What's being broadcast over RF channel 17 is a 19.39 Mb/second data stream configured according to some fairly complex standards that are set by the ATSC (Advanced TV Systems Committee) and incorporated into FCC rules by extension.
To grossly simplify: within the RF channel there are multiple programming streams that are carried. Some are pure data, some are video and audio, some can be audio-only. For whatever reason, and I honestly don't know the reason, most stations - but not all of them - carry their main program ("9.1," in WSYR's case) as program stream 3, with the additional subchannels in sequence after that...so 9.2 is probably actually being carried as program stream 4.
In there with all that data is a conversion table that tells the receiver how to display each stream - so that when you punch in "9.1" on your tuner, it's tuning to RF channel 17, program stream 3.
But there's no requirement, at least none that I can see, that makes that particular relationship official. So "9.1" could just as easily be program stream 5, or 6, or 23. But it's not "really" 17.1, and it's not really right to say it's "17.3," either, since that confuses the idea of virtual subchannels with the reality of multiple program streams on a single RF channel.

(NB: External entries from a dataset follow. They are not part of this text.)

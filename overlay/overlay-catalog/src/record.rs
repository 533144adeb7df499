//! Product records.

use std::collections::BTreeSet;
use std::fmt;

use serde::{Deserialize, Serialize};

/// Everything the overlay knows about one product.
///
/// Records are immutable once loaded. The catalog owns them; every other
/// stage borrows.
///
/// # Example
///
/// ```
/// use overlay_catalog::ProductRecord;
///
/// let milk = ProductRecord::new("1234567890123", "Whole Milk", 3.49)
///     .with_manufacturer("DairyFresh Inc.")
///     .with_dates("2025-01-10", "2025-03-10")
///     .with_ingredients(["milk"]);
///
/// assert_eq!(
///     milk.to_string(),
///     "Whole Milk\n$3.49\nBy: DairyFresh Inc.\nExp: 2025-03-10"
/// );
/// ```
#[derive(Debug, Clone, PartialEq, Serialize, Deserialize)]
pub struct ProductRecord {
    /// Barcode text this record is keyed by.
    pub id: String,
    /// Display name.
    pub name: String,
    /// Shelf price in the store's currency.
    pub price: f64,
    /// Manufacturer or brand.
    #[serde(default)]
    pub manufacturer: String,
    /// Manufacture date, as printed.
    #[serde(default)]
    pub manufacture_date: String,
    /// Best-before date, as printed.
    #[serde(default)]
    pub expiry_date: String,
    /// Ingredient tags, lower-case by convention.
    #[serde(default)]
    pub ingredients: BTreeSet<String>,
}

impl ProductRecord {
    /// Creates a record with the required fields; the rest start empty.
    #[must_use]
    pub fn new(id: impl Into<String>, name: impl Into<String>, price: f64) -> Self {
        Self {
            id: id.into(),
            name: name.into(),
            price,
            manufacturer: String::new(),
            manufacture_date: String::new(),
            expiry_date: String::new(),
            ingredients: BTreeSet::new(),
        }
    }

    /// Sets the manufacturer.
    #[must_use]
    pub fn with_manufacturer(mut self, manufacturer: impl Into<String>) -> Self {
        self.manufacturer = manufacturer.into();
        self
    }

    /// Sets manufacture and expiry dates.
    #[must_use]
    pub fn with_dates(mut self, manufactured: impl Into<String>, expires: impl Into<String>) -> Self {
        self.manufacture_date = manufactured.into();
        self.expiry_date = expires.into();
        self
    }

    /// Replaces the ingredient tags.
    #[must_use]
    pub fn with_ingredients<I, S>(mut self, ingredients: I) -> Self
    where
        I: IntoIterator<Item = S>,
        S: Into<String>,
    {
        self.ingredients = ingredients.into_iter().map(Into::into).collect();
        self
    }

    /// Price formatted to two decimals with a currency sign.
    #[must_use]
    pub fn formatted_price(&self) -> String {
        format!("${:.2}", self.price)
    }
}

/// The indicator body: name, price, manufacturer and expiry on separate lines.
impl fmt::Display for ProductRecord {
    fn fmt(&self, f: &mut fmt::Formatter<'_>) -> fmt::Result {
        write!(
            f,
            "{}\n{}\nBy: {}\nExp: {}",
            self.name,
            self.formatted_price(),
            self.manufacturer,
            self.expiry_date
        )
    }
}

(Some tuners - Sony TVs, for instance - can tune the program stream number directly, so I can punch in "28.3" on my TV here in Rochester and get WUHF's 31.1 channel, which is transmitted as program 3 on RF channel 28. This can allow reception of "hidden" channels for which no virtual channel is transmitted, like "16.7" here in Rochester, which is an audio stream on WXXI-TV that backhauls radio programming to two of our WXXI radio services, WRUR-FM in Rochester and WXXY in Houghton.)
As for the legal ID requirements, the current wording of the FCC rules is actually the opposite of what you've posted here. It reads:
DTV stations, or DAB Stations, choosing to include the station's channel number in the station identification must use the station's major channel number.

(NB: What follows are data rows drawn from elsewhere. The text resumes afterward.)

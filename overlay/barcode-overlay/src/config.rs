//! Overlay configuration.
//!
//! Every stage takes its settings explicitly at construction. The whole set
//! can be loaded from a JSON file; any field left out keeps its default.
//!
//! ```
//! use barcode_overlay::OverlayConfig;
//!
//! let config = OverlayConfig::from_json_str(r#"{ "tracker": { "virtual_depth": 1.5 } }"#).unwrap();
//! assert_eq!(config.tracker.virtual_depth, 1.5);
//! assert_eq!(config.tracker.horizontal_fov_degrees, 82.0);
//! assert_eq!(config.indicators.initial_pool_size, 5);
//! ```

use std::path::Path;

use overlay_catalog::PreferenceSet;
use sensor_fusion::{InterpolationMethod, PoseHistory};
use sensor_types::Duration;
use serde::{Deserialize, Serialize};
use tracing::info;

use crate::error::{OverlayError, Result};

/// Camera model and localization settings.
#[derive(Debug, Clone, Copy, PartialEq, Serialize, Deserialize)]
#[serde(default)]
pub struct TrackerConfig {
    /// Horizontal field of view of the capture camera, in degrees.
    pub horizontal_fov_degrees: f32,
    /// Near clip distance in metres.
    pub near: f32,
    /// Far clip distance in metres.
    pub far: f32,
    /// Distance along the view axis at which detections are placed, in metres.
    pub virtual_depth: f32,
    /// Detections captured longer ago than this are not localized, in seconds.
    pub max_detection_age_secs: f64,
}

impl Default for TrackerConfig {
    fn default() -> Self {
        Self {
            horizontal_fov_degrees: 82.0,
            near: 1.0,
            far: 100.0,
            virtual_depth: 2.2,
            max_detection_age_secs: 0.5,
        }
    }
}

impl TrackerConfig {
    /// Checks value ranges.
    ///
    /// # Errors
    ///
    /// Returns [`OverlayError::InvalidConfig`] when the fov is outside
    /// `(0, 180)`, the clip planes are not `0 < near < far`, the virtual depth
    /// lies outside `[near, far]`, or the detection age is negative.
    pub fn validate(&self) -> Result<()> {
        let fov = self.horizontal_fov_degrees;
        if !(fov > 0.0 && fov < 180.0) {
            return Err(OverlayError::invalid_config(format!(
                "horizontal_fov_degrees {fov} must be in (0, 180)"
            )));
        }
        if !(self.near > 0.0 && self.far > self.near && self.far.is_finite()) {
            return Err(OverlayError::invalid_config(format!(
                "clip planes near={} far={} must satisfy 0 < near < far",
                self.near, self.far
            )));
        }
        if !(self.virtual_depth >= self.near && self.virtual_depth <= self.far) {
            return Err(OverlayError::invalid_config(format!(
                "virtual_depth {} must lie between near and far",
                self.virtual_depth
            )));
        }
        if !(self.max_detection_age_secs.is_finite() && self.max_detection_age_secs >= 0.0) {
            return Err(OverlayError::invalid_config(format!(
                "max_detection_age_secs {} must be non-negative",
                self.max_detection_age_secs
            )));
        }
        Ok(())
    }

    /// Maximum detection age as a duration.
    #[must_use]
    pub fn max_detection_age(&self) -> Duration {
        Duration::from_secs_f64(self.max_detection_age_secs)
    }
}

/// Indicator pool settings.
#[derive(Debug, Clone, Copy, PartialEq, Serialize, Deserialize)]
#[serde(default)]
pub struct IndicatorConfig {
    /// Slots spawned up front.
    pub initial_pool_size: usize,
    /// Seconds without a sighting before an indicator hides.
    pub timeout_secs: f64,
    /// Exponential smoothing rate toward the target position, per second.
    pub smoothing_rate: f32,
}

impl Default for IndicatorConfig {
    fn default() -> Self {
        Self {
            initial_pool_size: 5,
            timeout_secs: 2.0,
            smoothing_rate: 12.0,
        }
    }
}

impl IndicatorConfig {
    /// Checks value ranges.
    ///
    /// # Errors
    ///
    /// Returns [`OverlayError::InvalidConfig`] for a non-positive timeout or
    /// smoothing rate.
    pub fn validate(&self) -> Result<()> {
        if !(self.timeout_secs.is_finite() && self.timeout_secs > 0.0) {
            return Err(OverlayError::invalid_config(format!(
                "timeout_secs {} must be positive",
                self.timeout_secs
            )));
        }
        if !(self.smoothing_rate > 0.0) {
            return Err(OverlayError::invalid_config(format!(
                "smoothing_rate {} must be positive",
                self.smoothing_rate
            )));
        }
        Ok(())
    }

    /// Timeout as a duration.
    #[must_use]
    pub fn timeout(&self) -> Duration {
        Duration::from_secs_f64(self.timeout_secs)
    }
}

/// Head-pose history settings.
#[derive(Debug, Clone, Copy, PartialEq, Serialize, Deserialize)]
#[serde(default)]
pub struct PoseHistoryConfig {
    /// Poses retained.
    pub capacity: usize,
    /// How far past the newest pose a query may reach, in seconds.
    pub tolerance_secs: f64,
    /// Interpolation between recorded poses.
    pub method: InterpolationMethod,
}

impl Default for PoseHistoryConfig {
    fn default() -> Self {
        Self {
            capacity: 180,
            tolerance_secs: 0.05,
            method: InterpolationMethod::Linear,
        }
    }
}

impl PoseHistoryConfig {
    /// Builds an empty history with these settings.
    ///
    /// # Errors
    ///
    /// Returns [`OverlayError::InvalidConfig`] for a zero capacity and
    /// propagates tolerance errors from [`PoseHistory::with_tolerance`].
    pub fn build(&self) -> Result<PoseHistory> {
        if self.capacity == 0 {
            return Err(OverlayError::invalid_config("pose history capacity must be non-zero"));
        }
        Ok(PoseHistory::new(self.capacity)
            .with_tolerance(self.tolerance_secs)?
            .with_method(self.method))
    }
}

/// Complete overlay configuration.
#[derive(Debug, Clone, Default, PartialEq, Serialize, Deserialize)]
#[serde(default)]
pub struct OverlayConfig {
    /// Localization settings.
    pub tracker: TrackerConfig,
    /// Indicator pool settings.
    pub indicators: IndicatorConfig,
    /// Head-pose history settings.
    pub pose_history: PoseHistoryConfig,
    /// Dietary warnings enabled at startup.
    pub preferences: PreferenceSet,
}

impl OverlayConfig {
    /// Parses and validates a JSON config.
    ///
    /// # Errors
    ///
    /// Returns [`OverlayError::ConfigParse`] for malformed JSON and
    /// [`OverlayError::InvalidConfig`] for out-of-range values.
    pub fn from_json_str(json: &str) -> Result<Self> {
        let config: Self = serde_json::from_str(json)?;
        config.validate()?;
        Ok(config)
    }

    /// Reads, parses and validates a JSON config file.
    ///
    /// # Errors
    ///
    /// Returns [`OverlayError::Io`] when the file cannot be read, otherwise
    /// as [`OverlayConfig::from_json_str`].
    pub fn from_json_file(path: impl AsRef<Path>) -> Result<Self> {
        let path = path.as_ref();
        let json = std::fs::read_to_string(path).map_err(|e| OverlayError::io(path, e))?;
        let config = Self::from_json_str(&json)?;
        info!(path = %path.display(), "Loaded overlay config");
        Ok(config)
    }

    /// Validates every section.
    ///
    /// # Errors
    ///
    /// Returns the first [`OverlayError::InvalidConfig`] found.
    pub fn validate(&self) -> Result<()> {
        self.tracker.validate()?;
        self.indicators.validate()?;
        if self.pose_history.capacity == 0 {
            return Err(OverlayError::invalid_config("pose history capacity must be non-zero"));
        }
        Ok(())
    }
}

#[cfg(test)]
#[allow(clippy::unwrap_used, clippy::expect_used, clippy::float_cmp)]
mod tests {
    use super::*;
    use overlay_catalog::PreferenceTag;

    #[test]
    fn defaults_are_valid() {
        let config = OverlayConfig::default();
        config.validate().unwrap();
        assert_eq!(config.tracker.horizontal_fov_degrees, 82.0);
        assert_eq!(config.tracker.virtual_depth, 2.2);
        assert_eq!(config.indicators.timeout(), Duration::from_secs(2));
        assert!(config.preferences.is_empty());
    }

    #[test]
    fn json_roundtrip() {
        let mut config = OverlayConfig::default();
        config.indicators.initial_pool_size = 8;
        config.tracker.near = 0.5;
        config.preferences.set(PreferenceTag::Lactose, true);

        let json = serde_json::to_string(&config).unwrap();
        let back = OverlayConfig::from_json_str(&json).unwrap();
        assert_eq!(back, config);
    }

    #[test]
    fn rejects_non_positive_fov() {
        for fov in [0.0, -10.0, 180.0] {
            let mut config = OverlayConfig::default();
            config.tracker.horizontal_fov_degrees = fov;
            assert!(matches!(config.validate(), Err(OverlayError::InvalidConfig(_))));
        }
    }

    #[test]
    fn rejects_near_not_below_far() {
        let mut config = OverlayConfig::default();
        config.tracker.near = 100.0;
        assert!(matches!(config.validate(), Err(OverlayError::InvalidConfig(_))));
        config.tracker.near = 120.0;
        assert!(matches!(config.validate(), Err(OverlayError::InvalidConfig(_))));
    }

    #[test]
    fn rejects_zero_timeout() {
        let json = r#"{ "indicators": { "timeout_secs": 0 } }"#;
        assert!(matches!(
            OverlayConfig::from_json_str(json),
            Err(OverlayError::InvalidConfig(_))
        ));
    }

    #[test]
    fn rejects_depth_outside_clip_range() {
        let config = TrackerConfig {
            virtual_depth: 0.5,
            ..TrackerConfig::default()
        };
        assert!(config.validate().is_err());
    }

    #[test]
    fn malformed_json_is_parse_error() {
        assert!(matches!(
            OverlayConfig::from_json_str("{ tracker"),
            Err(OverlayError::ConfigParse(_))
        ));
    }

    #[test]
    fn missing_file_is_io_error() {
        assert!(matches!(
            OverlayConfig::from_json_file("/definitely/not/here.json"),
            Err(OverlayError::Io { .. })
        ));
    }

    #[test]
    fn pose_history_builds() {
        let history = PoseHistoryConfig::default().build().unwrap();
        assert!(history.is_empty());

        let bad = PoseHistoryConfig {
            tolerance_secs: -1.0,
            ..PoseHistoryConfig::default()
        };
        assert!(matches!(bad.build(), Err(OverlayError::Fusion(_))));
    }
}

"Major channel number," in this context, refers to an ATSC standard (that has the force of FCC rules) that specifies the first part of the virtual channel number. In general, the "major channel number" - the 2 in WKTV's 2.1, for instance - must be the old analog channel number, assuming the station in question existed in the analog era. For stations that signed on as digital - WSKG's relay in Corning, WSKA, for instance - the major channel number is usually the RF channel number, unless the station is using an RF channel that was previously occupied by an analog station in the market. If someone were to fire up a new signal on RF channel 9 in Syracuse, for instance, they'd actually have to use virtual "17.x" as their major channel number.
(Here, too, there are a handful of exceptions: licensees controlling more than one station in a market can choose to use the same major channel number across multiple RF streams. If WNED in Buffalo still owned WNEQ, it could put 17.1 and 17.2 on the WNED transmitter and 17.3 and 17.4 on the WNEQ transmitter, rather than having the WNEQ channels be 23.1 and 23.2, for instance.)
If WSYR's news opens still read "WSYR-DT 17 Syracuse," that's not a proper legal ID for two reasons: first, because the rules say that the "major channel number" that must be used is "9" - and second, because the callsign on the station's license is
not "WSYR-DT."
When the DTV transition took place in June 2009, the FCC reverted all digital TV stations' callsigns back to their previous "-TV" suffixes (or lack of any suffix, in the case of stations like WTVH and WSYT), unless they specifically requested to retain the "-DT" suffix. None of the stations in the Syracuse market asked to keep "-DT."